First published in Journal of Bharatiya Vidya Bhavan.



This temple displays different ancient style of architecture like Bhumija, Chalukya and Maratha styles.

Current temple built by Ranoji Shinde (Scindia). 

It has a tall spire (Shikhara) with beautiful carvings. The temple has five levels, one of which (Garbhagriha) is underground which is actually the first floor. There are other idols too next to the Shivalinga of M a h a k a l e s h w a r-Goddess Parvati to the north, Lord Ganesha to the west, Nandi to the south and Lord Kartikeya to the east. On the second floor is the Omkareshwar Linga. ‘Nagachandreshwar’ is situated on the 3rd floor i.e. Lord Shiva and Goddess Parvati seated on a ten-hooded snake and surrounded by other statues. 
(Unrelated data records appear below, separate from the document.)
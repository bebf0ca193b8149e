use std::sync::Arc;

use tokio::sync::watch;

/// Process-wide shutdown signal.
///
/// Cloned into every background delivery so that a single trigger tears all
/// of them down, independently of the request that produced the event.
#[derive(Debug, Clone)]
pub struct Shutdown {
    tx: Arc<watch::Sender<bool>>,
}

impl Shutdown {
    pub fn new() -> Self {
        let (tx, _rx) = watch::channel(false);
        Self { tx: Arc::new(tx) }
    }

    /// Fires the signal. Later calls have no further effect.
    pub fn trigger(&self) {
        self.tx.send_replace(true);
    }

    pub fn is_triggered(&self) -> bool {
        *self.tx.borrow()
    }

    /// Completes once the signal has fired.
    pub async fn triggered(&self) {
        let mut rx = self.tx.subscribe();
        // The sender lives as long as `self`, so this only returns on trigger.
        let _ = rx.wait_for(|fired| *fired).await;
    }
}

impl Default for Shutdown {
    fn default() -> Self {
        Self::new()
    }
}
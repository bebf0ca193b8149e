//! Network sinks that events are delivered to.

use std::time::Duration;

use async_trait::async_trait;
use reqwest::header::CONTENT_TYPE;
use serde::Serialize;

use crate::{Event, SinkError};

/// Content type understood by REST proxies in front of the event stream.
const RECORDS_CONTENT_TYPE: &str = "application/vnd.kafka.json.v2+json";

/// Destination for a single event delivery attempt.
#[async_trait]
pub trait EventSink: Send + Sync + 'static {
    /// Delivers one event. Callers bound the attempt with their own timeout.
    async fn deliver(&self, event: &Event) -> Result<(), SinkError>;

    /// Releases the connection to the sink. Called once, after the last delivery.
    async fn close(&self) -> Result<(), SinkError> {
        Ok(())
    }
}

/// HTTP sink configuration.
#[derive(Debug, Clone)]
pub struct HttpSinkConfig {
    /// Base URL of the REST proxy, e.g. `http://localhost:8082`.
    pub base_url: String,
    /// Topic the events are written to.
    pub topic: String,
    /// Optional bearer token sent with every request.
    pub auth_token: Option<String>,
    pub connect_timeout: Duration,
    pub request_timeout: Duration,
}

impl Default for HttpSinkConfig {
    fn default() -> Self {
        Self {
            base_url: "http://localhost:8082".to_string(),
            topic: "companies".to_string(),
            auth_token: None,
            connect_timeout: Duration::from_secs(5),
            request_timeout: Duration::from_secs(10),
        }
    }
}

#[derive(Serialize)]
struct Records<'a> {
    records: [Record<'a>; 1],
}

#[derive(Serialize)]
struct Record<'a> {
    key: String,
    value: &'a Event,
}

/// Writes each event as one record to `{base_url}/topics/{topic}`.
///
/// Records are keyed by company identity so a partitioned stream keeps the
/// events of one company together.
pub struct HttpEventSink {
    client: reqwest::Client,
    endpoint: String,
    auth_token: Option<String>,
}

impl HttpEventSink {
    pub fn new(config: HttpSinkConfig) -> Result<Self, SinkError> {
        let client = reqwest::Client::builder()
            .connect_timeout(config.connect_timeout)
            .timeout(config.request_timeout)
            .build()?;

        Ok(Self {
            client,
            endpoint: format!(
                "{}/topics/{}",
                config.base_url.trim_end_matches('/'),
                config.topic
            ),
            auth_token: config.auth_token,
        })
    }

    /// Full URL events are posted to.
    pub fn endpoint(&self) -> &str {
        &self.endpoint
    }
}

#[async_trait]
impl EventSink for HttpEventSink {
    async fn deliver(&self, event: &Event) -> Result<(), SinkError> {
        let body = serde_json::to_vec(&Records {
            records: [Record {
                key: event.company_id().to_string(),
                value: event,
            }],
        })?;

        let mut request = self
            .client
            .post(&self.endpoint)
            .header(CONTENT_TYPE, RECORDS_CONTENT_TYPE)
            .body(body);
        if let Some(token) = &self.auth_token {
            request = request.bearer_auth(token);
        }

        let response = request.send().await?;
        let status = response.status();
        if status.is_success() {
            return Ok(());
        }

        let body = response.text().await.unwrap_or_default();
        Err(SinkError::Rejected {
            status: status.as_u16(),
            body,
        })
    }
}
There is a large water tank or ‘kund’ inside the temple campus known as Koti Tirtha. It is built in Sarvatobhadra style which is believed to be sacred. The idols of Ganesh, Kartikeya and Parvati near Koti Tirtha are covered by silver plates.


Festivals celebrated

1. Kumbha Mela is the largest religious gathering which takes place once in 12 years in Ujjain, Allahabad, Nashik and Haridwar. Pilgrims and sages take a holy dip in Kshipra River and Ramlilas, Raslilas and grand processions of sadhus are conducted. The festival continues for 1 ½ months. 

2. Maha Shivratri is the most important festival during the Hindu month of Magha (Feb/ March). Puja and prayers are held throughout the night. A huge fair is held near the temple.

3. The holy Shravan (Sawan) month is the best time to visit. Every Monday, there is a procession of Lord Shiva. The sacred procession of Mahakaal in His palanquin to the river Kshipra on the last Monday of Sawan is called Shahi Savaari. It is a spectacular procession with the participation of many devotees and sages.

4. Kartik Mela during the Hindu month of Kartik (Nov/Dec).

5. Hari Hara Milana on Vaikunta Chaturdashi. This signifies the meeting of the two Gods-Lord Shiva and Krishna.


Bhasma Aarti

This is a famous ritual of Mahakaleshwar temple. It is an offering to Lord Shiva with ashes (Vibhuti or Bhasma). It starts before sunrise at 4 am. The sacred ashes from the first pyre that is burnt is brought from the ghats every day and applied to the Shivalinga.


Lord Shiva is Adi Yogi and Bairagi. He adorns His body with ashes. The belief is that Lord Shiva is also like ash which is pure, non-dual, imperishable and unchangable. It also symbolises that everyone has to merge into Lord Shiva ultimately after death. There are certain rules to follow for men and women to participate in Bhasma Aarti. Men have to wear only cotton dhotis. Men can see aarti but cannot do it. Only priests are allowed to perform it. Women have to wear saris. When Bhasma is applied to the Shivlinga, women have to cover their face with a veil. It is believed that at this time, Lord Shiva is in a formless state and women are not allowed to see this form.

Bhasm Shringar. 

Some Interesting Facts

As mentioned in ancient Hindu scriptures, this temple is built by Prajpita Brahma himself.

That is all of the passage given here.